Web services are loosely coupled applications designed to support interoperable machine-to-machine interaction over a network. It has an interface described using XML based technology for representation and communication across the Internet (specifically Web service description language WSDL). Other systems interact with the Web service in a manner prescribed by its description using SOAP messages, typically conveyed using HTTP with an XML serialization in conjunction with other Web-related standards. Web services technology is emerging as main pillar of service-oriented architecture (SOA) (Papazoglou & van den Heuvel 2007) which is characterized by a loosely coupled nature. Therefore, all the information about the service that is needed by the client should be included in service description in order to allow the client to correctly interact with it. A business protocol of a Web service, that is the possible message exchange sequences supported by the service, should be included in the service descriptions (see, e.g., Benatallah, Casati et al., 2005). One of these aspects of information is the time. Lately, analysis of complex Web services is concerned with adding time as a major concept. For most of Web services, time is needed in many situations, e.g., time-out for receiving a message from the consumer. For instance, some Web services are made up of sessions having an associated time-out, as those that allow a user to check her/his bank account, or to participate to an online auction.
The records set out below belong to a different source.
/// Menu paths use `/` as the submenu separator, so preset names show it as `-`.
pub fn menu_display_name(name: &str) -> String {
    name.replace('/', "-")
}

/// Trim a user-entered preset name, rejecting names that are blank.
pub fn normalize_preset_name(raw: &str) -> Option<String> {
    let trimmed = raw.trim();
    if trimmed.is_empty() {
        None
    } else {
        Some(trimmed.to_string())
    }
}
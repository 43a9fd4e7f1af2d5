/// Central routing types for the TUI flows.
#[derive(Debug, Clone, Copy, PartialEq, Eq)]
pub enum UiRoute {
    PresetsMenu,
    SavePreset,
}

impl UiRoute {
    /// Human readable label used by headers and logs.
    pub fn title(self) -> &'static str {
        match self {
            UiRoute::PresetsMenu => "OCIO Presets",
            UiRoute::SavePreset => "Save Preset",
        }
    }
}
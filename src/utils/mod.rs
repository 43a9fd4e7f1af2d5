pub mod text;

pub use text::{menu_display_name, normalize_preset_name};
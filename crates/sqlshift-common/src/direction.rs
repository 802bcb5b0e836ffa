use std::fmt;

use serde::{Deserialize, Serialize};

/// Which way a migration script moves the schema.
#[derive(Debug, Clone, Copy, PartialEq, Eq, Hash, Serialize, Deserialize)]
#[serde(rename_all = "lowercase")]
pub enum Direction {
    Up,
    Down,
}

impl Direction {
    /// The suffix used in script file names (`.up` / `.down`).
    pub fn as_str(self) -> &'static str {
        match self {
            Direction::Up => "up",
            Direction::Down => "down",
        }
    }

    pub fn from_suffix(suffix: &str) -> Option<Self> {
        match suffix {
            "up" => Some(Direction::Up),
            "down" => Some(Direction::Down),
            _ => None,
        }
    }
}

impl fmt::Display for Direction {
    fn fmt(&self, f: &mut fmt::Formatter<'_>) -> fmt::Result {
        f.write_str(self.as_str())
    }
}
A business protocol (BP) of a service represents the possible sequences of message exchanges between this service and the other services. This protocol model is presented using a state chart which is a suitable model for describing behaviors. Figure 1 shows an example of a business protocol for a service providing access to some resources based on specific card. In this model, states represent the various stages that a service may go through while transitions are triggered when a message is received or sent. The positive polarity indicates that the message is an incoming message and the negative polarity indicates that the message is an outgoing message. There is a unique initial state (e.g., start) and one or more final states (e.g., FinishSUC and Fail). A business protocol displays two types of transactions: explicit transition which expresses the change of the service from one state to another state according to an interaction with the service by sending or receiving a message(e.g., the transition between the start state and the Logged state which has the login(+) message), and implicit transition which is triggered by timeout and expresses the change from one state to another without an interacting action with the other service (i.e., there is no message sent or received, e.g., the transition between the state CardWait and the state FailureACK with the time constraint T=50). Based on this definition of the explicit transition, the messages are presented with the explicit transitions only, and the implicit transitions are attached with time constraints. Time in this model is presented by clocks in which each clock is related to a transition. The number of clocks is based on the number of transitions which are used in time constraints by checking its time of triggering.

Figure 1.

A Web service business protocol P with implicit and explicit transitions


For instance, the clock T is related to the transition between the Logged state and the Card-Wait state, and reset when this transition is triggered. The implicit transition between the CardWait state and the FailureACK state has the constraint T=50, which means that this transition must be triggered when the value of the clock T equals to 50 when the service is in the state CardWait. There is another type of time constraints on the explicit transition which restrict the triggering of the transition to a specific time windows. For instance, the time constraint T1[0,4[ on the transition between the states CardVerfiy and FinishSUC means that the ResourceSent message can be sent only in the time interval from zero to four after the triggering of the transition T1.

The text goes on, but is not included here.